Output only the lines from the start of the entries through the line holding "pub const PROTOCOL_VERSION_QUERY: &str". Each line must match the original exactly.

[[ MATERIALS PROVIDED, beginning ]]

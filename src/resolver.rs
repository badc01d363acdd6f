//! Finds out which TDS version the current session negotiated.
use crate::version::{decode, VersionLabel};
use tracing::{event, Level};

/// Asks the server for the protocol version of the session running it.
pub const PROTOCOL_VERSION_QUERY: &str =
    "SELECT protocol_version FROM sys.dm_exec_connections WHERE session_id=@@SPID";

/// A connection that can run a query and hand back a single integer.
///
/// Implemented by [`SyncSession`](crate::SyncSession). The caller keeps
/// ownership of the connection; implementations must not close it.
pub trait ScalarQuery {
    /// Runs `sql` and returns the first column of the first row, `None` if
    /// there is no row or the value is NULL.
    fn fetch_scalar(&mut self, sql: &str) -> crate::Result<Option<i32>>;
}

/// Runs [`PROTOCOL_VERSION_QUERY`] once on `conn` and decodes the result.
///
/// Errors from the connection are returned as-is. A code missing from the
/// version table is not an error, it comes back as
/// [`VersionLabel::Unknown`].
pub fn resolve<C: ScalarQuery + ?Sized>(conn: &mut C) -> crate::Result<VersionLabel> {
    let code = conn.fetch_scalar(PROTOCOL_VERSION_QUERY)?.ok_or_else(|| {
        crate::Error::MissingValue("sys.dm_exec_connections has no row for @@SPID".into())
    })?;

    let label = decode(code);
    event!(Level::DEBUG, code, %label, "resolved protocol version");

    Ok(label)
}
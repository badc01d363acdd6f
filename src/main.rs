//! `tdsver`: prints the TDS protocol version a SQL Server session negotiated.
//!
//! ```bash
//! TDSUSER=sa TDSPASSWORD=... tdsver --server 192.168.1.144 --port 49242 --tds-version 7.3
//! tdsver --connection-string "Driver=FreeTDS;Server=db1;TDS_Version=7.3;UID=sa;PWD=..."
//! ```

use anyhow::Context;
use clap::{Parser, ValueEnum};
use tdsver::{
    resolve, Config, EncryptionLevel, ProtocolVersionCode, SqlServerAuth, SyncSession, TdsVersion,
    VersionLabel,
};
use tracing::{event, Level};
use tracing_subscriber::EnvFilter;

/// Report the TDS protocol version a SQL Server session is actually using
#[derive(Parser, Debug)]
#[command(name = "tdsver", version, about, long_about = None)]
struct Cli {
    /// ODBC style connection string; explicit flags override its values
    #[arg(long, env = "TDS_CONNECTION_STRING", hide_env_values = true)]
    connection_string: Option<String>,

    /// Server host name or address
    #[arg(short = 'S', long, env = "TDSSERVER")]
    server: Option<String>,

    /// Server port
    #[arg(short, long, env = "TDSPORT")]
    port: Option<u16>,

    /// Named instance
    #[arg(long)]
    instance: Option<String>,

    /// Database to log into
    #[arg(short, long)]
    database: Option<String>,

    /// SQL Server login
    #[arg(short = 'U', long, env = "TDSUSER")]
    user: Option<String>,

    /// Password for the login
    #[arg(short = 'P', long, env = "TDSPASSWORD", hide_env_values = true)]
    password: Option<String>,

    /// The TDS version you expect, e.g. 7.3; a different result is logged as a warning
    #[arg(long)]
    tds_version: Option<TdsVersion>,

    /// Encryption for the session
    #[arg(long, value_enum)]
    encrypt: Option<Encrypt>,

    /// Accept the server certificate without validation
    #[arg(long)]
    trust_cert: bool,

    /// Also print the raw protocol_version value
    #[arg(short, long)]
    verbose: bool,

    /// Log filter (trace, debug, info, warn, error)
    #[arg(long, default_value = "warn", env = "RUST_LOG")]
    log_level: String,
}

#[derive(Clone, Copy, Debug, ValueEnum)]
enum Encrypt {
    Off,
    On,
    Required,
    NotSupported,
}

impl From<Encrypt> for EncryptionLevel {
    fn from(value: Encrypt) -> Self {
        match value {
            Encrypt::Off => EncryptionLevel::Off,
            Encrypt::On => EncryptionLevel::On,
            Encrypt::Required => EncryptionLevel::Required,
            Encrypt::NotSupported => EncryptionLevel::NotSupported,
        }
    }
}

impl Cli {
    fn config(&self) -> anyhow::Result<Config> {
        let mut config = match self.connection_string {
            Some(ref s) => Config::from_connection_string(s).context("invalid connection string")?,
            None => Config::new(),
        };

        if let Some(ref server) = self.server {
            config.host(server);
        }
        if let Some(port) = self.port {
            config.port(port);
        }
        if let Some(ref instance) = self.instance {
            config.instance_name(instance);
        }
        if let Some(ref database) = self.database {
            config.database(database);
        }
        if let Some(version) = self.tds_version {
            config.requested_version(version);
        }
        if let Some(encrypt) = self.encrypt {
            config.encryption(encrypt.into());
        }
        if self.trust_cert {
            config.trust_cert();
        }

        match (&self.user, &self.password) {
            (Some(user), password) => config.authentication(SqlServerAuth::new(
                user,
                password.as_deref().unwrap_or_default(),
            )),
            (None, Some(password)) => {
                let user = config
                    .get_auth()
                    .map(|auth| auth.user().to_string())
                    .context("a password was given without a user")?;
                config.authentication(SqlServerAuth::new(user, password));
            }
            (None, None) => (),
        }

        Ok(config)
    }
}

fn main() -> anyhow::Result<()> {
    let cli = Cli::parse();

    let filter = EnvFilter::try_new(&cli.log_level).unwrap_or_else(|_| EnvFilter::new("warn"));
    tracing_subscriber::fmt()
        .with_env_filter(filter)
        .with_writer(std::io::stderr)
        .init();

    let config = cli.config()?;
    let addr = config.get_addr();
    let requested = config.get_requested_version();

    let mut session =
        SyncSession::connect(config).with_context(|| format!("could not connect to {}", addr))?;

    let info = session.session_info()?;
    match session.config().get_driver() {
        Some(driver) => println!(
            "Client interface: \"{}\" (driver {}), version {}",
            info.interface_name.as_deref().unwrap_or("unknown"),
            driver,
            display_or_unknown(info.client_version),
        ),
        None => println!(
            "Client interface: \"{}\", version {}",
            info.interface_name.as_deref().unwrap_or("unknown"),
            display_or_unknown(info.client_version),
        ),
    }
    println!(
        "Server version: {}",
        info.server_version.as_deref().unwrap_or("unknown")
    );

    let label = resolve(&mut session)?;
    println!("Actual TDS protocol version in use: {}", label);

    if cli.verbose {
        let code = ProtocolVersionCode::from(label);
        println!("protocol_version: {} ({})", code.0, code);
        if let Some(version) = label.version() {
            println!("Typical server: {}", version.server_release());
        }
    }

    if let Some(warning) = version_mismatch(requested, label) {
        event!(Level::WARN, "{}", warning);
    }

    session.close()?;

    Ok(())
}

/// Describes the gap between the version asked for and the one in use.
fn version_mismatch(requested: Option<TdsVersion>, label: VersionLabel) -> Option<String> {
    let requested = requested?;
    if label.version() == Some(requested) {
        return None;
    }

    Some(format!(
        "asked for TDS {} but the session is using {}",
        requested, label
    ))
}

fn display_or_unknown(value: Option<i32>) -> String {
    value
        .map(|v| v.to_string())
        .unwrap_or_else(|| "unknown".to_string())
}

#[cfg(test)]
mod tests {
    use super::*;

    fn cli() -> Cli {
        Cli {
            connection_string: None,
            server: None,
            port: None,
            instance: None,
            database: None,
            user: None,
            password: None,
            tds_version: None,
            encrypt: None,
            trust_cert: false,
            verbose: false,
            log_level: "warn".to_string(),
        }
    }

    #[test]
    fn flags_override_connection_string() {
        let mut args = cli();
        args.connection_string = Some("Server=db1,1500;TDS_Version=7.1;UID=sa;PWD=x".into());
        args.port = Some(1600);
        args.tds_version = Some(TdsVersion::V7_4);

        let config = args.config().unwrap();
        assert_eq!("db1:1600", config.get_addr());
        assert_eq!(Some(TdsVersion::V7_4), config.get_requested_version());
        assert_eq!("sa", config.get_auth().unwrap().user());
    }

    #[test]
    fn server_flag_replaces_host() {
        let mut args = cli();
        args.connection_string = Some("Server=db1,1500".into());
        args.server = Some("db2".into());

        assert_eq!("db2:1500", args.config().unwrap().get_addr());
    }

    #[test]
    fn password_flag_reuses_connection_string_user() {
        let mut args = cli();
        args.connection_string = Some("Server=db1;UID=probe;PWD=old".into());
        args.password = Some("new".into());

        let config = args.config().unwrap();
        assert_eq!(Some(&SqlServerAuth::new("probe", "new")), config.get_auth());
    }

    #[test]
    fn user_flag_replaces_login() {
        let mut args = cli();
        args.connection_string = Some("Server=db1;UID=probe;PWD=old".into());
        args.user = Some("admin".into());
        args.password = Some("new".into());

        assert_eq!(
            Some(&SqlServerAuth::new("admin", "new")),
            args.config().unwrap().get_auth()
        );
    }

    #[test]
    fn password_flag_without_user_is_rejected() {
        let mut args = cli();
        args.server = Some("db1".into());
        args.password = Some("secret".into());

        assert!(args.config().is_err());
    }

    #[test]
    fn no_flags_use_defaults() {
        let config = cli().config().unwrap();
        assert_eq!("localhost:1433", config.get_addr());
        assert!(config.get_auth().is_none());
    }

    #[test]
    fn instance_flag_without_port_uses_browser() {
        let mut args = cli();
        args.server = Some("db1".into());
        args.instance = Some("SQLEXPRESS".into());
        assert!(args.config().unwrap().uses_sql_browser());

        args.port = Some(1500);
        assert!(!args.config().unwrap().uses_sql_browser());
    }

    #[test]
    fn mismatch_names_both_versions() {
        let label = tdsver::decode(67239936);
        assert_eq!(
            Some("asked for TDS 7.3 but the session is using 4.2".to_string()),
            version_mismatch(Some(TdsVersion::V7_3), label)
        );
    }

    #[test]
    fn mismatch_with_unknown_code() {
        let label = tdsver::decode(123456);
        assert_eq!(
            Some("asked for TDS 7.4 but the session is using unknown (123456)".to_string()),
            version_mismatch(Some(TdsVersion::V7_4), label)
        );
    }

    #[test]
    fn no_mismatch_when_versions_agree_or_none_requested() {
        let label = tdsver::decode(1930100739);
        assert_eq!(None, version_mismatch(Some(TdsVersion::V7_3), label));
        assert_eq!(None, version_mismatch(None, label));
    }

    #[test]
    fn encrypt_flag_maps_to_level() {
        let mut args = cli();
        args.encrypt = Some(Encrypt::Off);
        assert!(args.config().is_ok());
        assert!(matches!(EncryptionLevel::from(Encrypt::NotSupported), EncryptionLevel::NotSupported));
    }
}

[[ MATERIALS PROVIDED, end ]]

- FINAL ANSWER -
filename src/resolver.rs
repository badc01d363acdd6f
//! Finds out which TDS version the current session negotiated.
use crate::version::{decode, VersionLabel};
use tracing::{event, Level};

/// Asks the server for the protocol version of the session running it.
pub const PROTOCOL_VERSION_QUERY: &str =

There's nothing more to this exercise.